WORKING DATA =
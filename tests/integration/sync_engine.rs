// Copyright (c) 2025 TexasFortress.AI
// This Source Code Form is subject to the terms of the Mozilla Public
// License, v. 2.0. If a copy of the MPL was not distributed with this
// file, You can obtain one at http://mozilla.org/MPL/2.0/.

//! Mailbox sync against an in-memory mailbox and database.

#[cfg(test)]
mod sync_engine_tests {
    use std::sync::Arc;

    use chrono::{Duration, Utc};

    use unibox::models::{Credentials, LeadStatus, OutboundStatus};
    use unibox::services::{EventBus, SendRequest, SyncError};
    use unibox::store::Store;

    use crate::common::*;

    fn lead_message(n: usize) -> FakeMessage {
        FakeMessage::new(
            &format!("lead{}@corp.com", n),
            ACCOUNT_EMAIL,
            &format!("Message {}", n),
            &format!("<m{}@corp.com>", n),
        )
    }

    #[tokio::test]
    async fn resync_does_not_duplicate_messages() {
        let store = Store::in_memory().await.unwrap();
        let account = seed_live_account(&store).await;
        let mailbox = FakeMailbox::gmail_inbox((1..=3).map(lead_message).collect());
        let engine = sync_engine(&store, idle_tokens(), &mailbox, &EventBus::new());

        let first = engine.sync_account(USER, &account.id, 10).await.unwrap();
        let second = engine.sync_account(USER, &account.id, 10).await.unwrap();

        assert_eq!(first.inbox_count, 3);
        assert_eq!(second.inbox_count, 3);
        assert!(!second.partial);
        let stored = store.messages().list_recent_inbound(USER, 100).await.unwrap();
        assert_eq!(stored.len(), 3);
    }

    #[tokio::test]
    async fn unparsable_message_is_skipped_and_reported() {
        let store = Store::in_memory().await.unwrap();
        let account = seed_live_account(&store).await;
        let messages = (1..=10)
            .map(|n| if n == 7 { FakeMessage::broken() } else { lead_message(n) })
            .collect();
        let mailbox = FakeMailbox::gmail_inbox(messages);
        let engine = sync_engine(&store, idle_tokens(), &mailbox, &EventBus::new());

        let report = engine.sync_account(USER, &account.id, 10).await.unwrap();

        assert_eq!(report.inbox_count, 9);
        assert!(report.partial);
        assert_eq!(report.errors.len(), 1);
        assert!(report.errors[0].contains("message 7"), "{:?}", report.errors);
        assert_eq!(store.messages().list_recent_inbound(USER, 100).await.unwrap().len(), 9);
    }

    #[tokio::test]
    async fn dropped_connection_keeps_rows_stored_before_it() {
        let store = Store::in_memory().await.unwrap();
        let account = seed_live_account(&store).await;
        let mailbox = FakeMailbox::gmail_inbox((1..=10).map(lead_message).collect()).dropping_connection_at("INBOX", 8);
        let engine = sync_engine(&store, idle_tokens(), &mailbox, &EventBus::new());

        let report = engine.sync_account(USER, &account.id, 10).await.unwrap();

        assert_eq!(report.inbox_count, 7);
        assert_eq!(report.sent_count, 0);
        assert!(report.partial);
        assert_eq!(report.errors.len(), 1);
        assert!(report.errors[0].contains("connection reset by peer"), "{:?}", report.errors);

        let mut senders: Vec<String> = store
            .messages()
            .list_recent_inbound(USER, 100)
            .await
            .unwrap()
            .into_iter()
            .map(|m| m.from_email)
            .collect();
        senders.sort();
        let expected: Vec<String> = (1..=7).map(|n| format!("lead{}@corp.com", n)).collect();
        assert_eq!(senders, expected);
    }

    #[tokio::test]
    async fn connection_drop_on_the_first_message_is_fatal() {
        let store = Store::in_memory().await.unwrap();
        let account = seed_live_account(&store).await;
        let mailbox = FakeMailbox::gmail_inbox(vec![lead_message(1)]).dropping_connection_at("INBOX", 1);
        let engine = sync_engine(&store, idle_tokens(), &mailbox, &EventBus::new());

        let err = engine.sync_account(USER, &account.id, 10).await.unwrap_err();
        assert!(matches!(err, SyncError::Aborted(ref e) if e.is_transient()), "{:?}", err);
    }

    #[tokio::test]
    async fn inbox_of_only_unparsable_messages_is_an_error() {
        let store = Store::in_memory().await.unwrap();
        let account = seed_live_account(&store).await;
        let mailbox = FakeMailbox::gmail_inbox(vec![FakeMessage::broken(), FakeMessage::broken()]);
        let engine = sync_engine(&store, idle_tokens(), &mailbox, &EventBus::new());

        let err = engine.sync_account(USER, &account.id, 10).await.unwrap_err();

        match err {
            SyncError::Failed(errors) => {
                assert_eq!(errors.len(), 2);
                assert!(errors[0].contains("message 1"), "{:?}", errors);
            }
            other => panic!("unexpected error {:?}", other),
        }
        let refreshed = store.accounts().get(&account.id).await.unwrap().unwrap();
        assert!(refreshed.last_synced_at.is_none());
    }

    #[tokio::test]
    async fn same_message_in_two_accounts_is_kept_for_each() {
        let store = Store::in_memory().await.unwrap();
        let mine = seed_live_account(&store).await;
        let theirs = seed_gmail_account(&store, OTHER_USER, Some(Utc::now() + Duration::hours(2))).await;
        let lead = seed_lead(&store, "jane@corp.com").await;
        let mailbox = FakeMailbox::gmail_inbox(vec![FakeMessage::new(
            "jane@corp.com",
            ACCOUNT_EMAIL,
            "Re: Quick question",
            "<shared@corp.com>",
        )]);
        let engine = sync_engine(&store, idle_tokens(), &mailbox, &EventBus::new());

        engine.sync_account(USER, &mine.id, 10).await.unwrap();
        let report = engine.sync_account(OTHER_USER, &theirs.id, 10).await.unwrap();
        assert_eq!(report.inbox_count, 1);

        let ours = store.messages().list_recent_inbound(USER, 10).await.unwrap();
        assert_eq!(ours.len(), 1);
        assert_eq!(ours[0].account_id, mine.id);
        assert_eq!(ours[0].lead_id.as_deref(), Some(lead.id.as_str()));

        let other = store.messages().list_recent_inbound(OTHER_USER, 10).await.unwrap();
        assert_eq!(other.len(), 1);
        assert_eq!(other[0].account_id, theirs.id);
        assert_eq!(other[0].lead_id, None);

        let messages = store.messages();
        assert_eq!(messages.count_inbound_with_message_id(&mine.id, "<shared@corp.com>").await.unwrap(), 1);
        assert_eq!(messages.count_inbound_with_message_id(&theirs.id, "<shared@corp.com>").await.unwrap(), 1);
    }

    #[tokio::test]
    async fn messages_from_the_account_itself_are_not_stored() {
        let store = Store::in_memory().await.unwrap();
        let account = seed_live_account(&store).await;
        let mailbox = FakeMailbox::gmail_inbox(vec![
            lead_message(1),
            FakeMessage::new("ME@gmail.com", "lead1@corp.com", "Note to self", "<self@gmail.com>"),
        ]);
        let engine = sync_engine(&store, idle_tokens(), &mailbox, &EventBus::new());

        let report = engine.sync_account(USER, &account.id, 10).await.unwrap();

        assert_eq!(report.inbox_count, 1);
        let stored = store.messages().list_recent_inbound(USER, 100).await.unwrap();
        assert!(stored.iter().all(|m| m.from_email != "me@gmail.com"));
    }

    #[tokio::test]
    async fn window_is_capped_and_newest_messages_win() {
        let store = Store::in_memory().await.unwrap();
        let account = seed_live_account(&store).await;
        let mailbox = FakeMailbox::gmail_inbox((1..=8).map(lead_message).collect());
        let engine = sync_engine(&store, idle_tokens(), &mailbox, &EventBus::new());

        let report = engine.sync_account(USER, &account.id, 3).await.unwrap();

        assert_eq!(report.inbox_count, 3);
        let mut senders: Vec<String> = store
            .messages()
            .list_recent_inbound(USER, 100)
            .await
            .unwrap()
            .into_iter()
            .map(|m| m.from_email)
            .collect();
        senders.sort();
        assert_eq!(senders, vec!["lead6@corp.com", "lead7@corp.com", "lead8@corp.com"]);
        assert_eq!(engine.effective_window(500), 50);
    }

    #[tokio::test]
    async fn expired_token_is_refreshed_exactly_once() {
        let store = Store::in_memory().await.unwrap();
        let account = seed_gmail_account(&store, USER, Some(Utc::now() - Duration::minutes(5))).await;

        let mut tokens = MockTokens::new();
        tokens
            .expect_refresh()
            .withf(|refresh_token| refresh_token == "refresh-token")
            .times(1)
            .returning(|_| Ok(fresh_token("new-access-token")));
        tokens.expect_exchange_code().never();

        let mailbox = FakeMailbox::gmail_inbox(vec![lead_message(1)]);
        let engine = sync_engine(&store, Arc::new(tokens), &mailbox, &EventBus::new());

        engine.sync_account(USER, &account.id, 10).await.unwrap();
        // The refreshed token is persisted and reused.
        engine.sync_account(USER, &account.id, 10).await.unwrap();

        let seen = mailbox.credentials_seen.lock().unwrap().clone();
        assert_eq!(seen.len(), 2);
        for credentials in seen {
            match credentials {
                Credentials::OAuth { access_token, .. } => assert_eq!(access_token, "new-access-token"),
                other => panic!("unexpected credentials {:?}", other),
            }
        }
    }

    #[tokio::test]
    async fn foreign_account_is_refused_without_connecting() {
        let store = Store::in_memory().await.unwrap();
        let account = seed_live_account(&store).await;
        let mailbox = FakeMailbox::gmail_inbox(vec![lead_message(1)]);
        let engine = sync_engine(&store, idle_tokens(), &mailbox, &EventBus::new());

        let err = engine.sync_account(OTHER_USER, &account.id, 10).await.unwrap_err();

        assert!(matches!(err, SyncError::NotOwner(_)));
        assert_eq!(mailbox.connect_count(), 0);
    }

    #[tokio::test]
    async fn missing_sent_folder_is_reported_but_inbox_is_kept() {
        let store = Store::in_memory().await.unwrap();
        let account = seed_live_account(&store).await;
        let mailbox = FakeMailbox::new().with_folder("INBOX", vec![lead_message(1)]);
        let engine = sync_engine(&store, idle_tokens(), &mailbox, &EventBus::new());

        let report = engine.sync_account(USER, &account.id, 10).await.unwrap();

        assert_eq!(report.inbox_count, 1);
        assert_eq!(report.sent_count, 0);
        assert!(report.partial);
        assert!(report.errors[0].contains("sent folder not found"));
    }

    #[tokio::test]
    async fn missing_inbox_with_nothing_stored_is_fatal() {
        let store = Store::in_memory().await.unwrap();
        let account = seed_live_account(&store).await;
        let mailbox = FakeMailbox::new();
        let engine = sync_engine(&store, idle_tokens(), &mailbox, &EventBus::new());

        let err = engine.sync_account(USER, &account.id, 10).await.unwrap_err();
        assert!(matches!(err, SyncError::Aborted(_)));
    }

    #[tokio::test]
    async fn lead_reply_promotes_the_lead() {
        let store = Store::in_memory().await.unwrap();
        let account = seed_live_account(&store).await;
        let lead = seed_lead(&store, "jane@corp.com").await;

        let mailbox = FakeMailbox::gmail_inbox(vec![FakeMessage::new(
            "Jane@Corp.com",
            ACCOUNT_EMAIL,
            "Re: Quick question",
            "<reply@corp.com>",
        )]);
        let engine = sync_engine(&store, idle_tokens(), &mailbox, &EventBus::new());
        engine.sync_account(USER, &account.id, 10).await.unwrap();

        let lead = store.leads().get(USER, &lead.id).await.unwrap().unwrap();
        assert_eq!(lead.status, LeadStatus::Replied);

        let stored = store.messages().list_recent_inbound(USER, 10).await.unwrap();
        assert_eq!(stored[0].lead_id.as_deref(), Some(lead.id.as_str()));
    }

    #[tokio::test]
    async fn sent_folder_rows_are_not_duplicated() {
        let store = Store::in_memory().await.unwrap();
        let account = seed_live_account(&store).await;
        let mailbox = FakeMailbox::new().with_folder("INBOX", Vec::new()).with_folder(
            "[Gmail]/Sent Mail",
            vec![FakeMessage::new(ACCOUNT_EMAIL, "jane@corp.com", "Quick question", "<out1@gmail.com>").in_thread("18c2f")],
        );
        let engine = sync_engine(&store, idle_tokens(), &mailbox, &EventBus::new());

        engine.sync_account(USER, &account.id, 10).await.unwrap();
        let report = engine.sync_account(USER, &account.id, 10).await.unwrap();

        assert_eq!(report.sent_count, 1);
        assert_eq!(store.messages().count_outbound_for_account(&account.id).await.unwrap(), 1);
        let records = store
            .messages()
            .outbound_for_thread_or_lead(USER, Some("18c2f"), None)
            .await
            .unwrap();
        assert_eq!(records.len(), 1);
        assert_eq!(records[0].status, OutboundStatus::Sent);
        assert_eq!(records[0].rfc_message_id.as_deref(), Some("<out1@gmail.com>"));
    }

    #[tokio::test]
    async fn sent_copy_of_an_api_send_matches_on_provider_id() {
        let store = Store::in_memory().await.unwrap();
        let events = EventBus::new();
        let account = seed_live_account(&store).await;

        send_pipeline(&store, ScriptedTransport::accepting("18c2f00a", "18c2f"), &events)
            .send(
                USER,
                SendRequest {
                    account_id: account.id.clone(),
                    to: "jane@corp.com".to_string(),
                    subject: "Quick question".to_string(),
                    html_body: "<p>Hi</p>".to_string(),
                    thread_id: None,
                    original_message_id: None,
                    lead_id: None,
                },
            )
            .await
            .unwrap();

        // The provider assigns its own Message-ID header, so only the provider id links the copy.
        let copy = FakeMessage::new(ACCOUNT_EMAIL, "jane@corp.com", "Quick question", "<CAF123@mail.gmail.com>")
            .in_thread("18c2f")
            .with_provider_id("18c2f00a");
        let mailbox = FakeMailbox::new()
            .with_folder("INBOX", vec![lead_message(1)])
            .with_folder("[Gmail]/Sent Mail", vec![copy]);
        let engine = sync_engine(&store, idle_tokens(), &mailbox, &events);

        let report = engine.sync_account(USER, &account.id, 10).await.unwrap();

        assert_eq!(report.sent_count, 1);
        assert_eq!(store.messages().count_outbound_for_account(&account.id).await.unwrap(), 1);
        let records = store
            .messages()
            .outbound_for_thread_or_lead(USER, Some("18c2f"), None)
            .await
            .unwrap();
        assert_eq!(records.len(), 1);
        assert_eq!(records[0].provider_message_id.as_deref(), Some("18c2f00a"));
    }
}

GOAL OF THE EXERCISE = Check each line of the entries above for the word "records". List the ones that have it.

RESULT =
        let records = store
        assert_eq!(records.len(), 1);
        assert_eq!(records[0].status, OutboundStatus::Sent);
        assert_eq!(records[0].rfc_message_id.as_deref(), Some("<out1@gmail.com>"));
        let records = store
        assert_eq!(records.len(), 1);
        assert_eq!(records[0].provider_message_id.as_deref(), Some("18c2f00a"));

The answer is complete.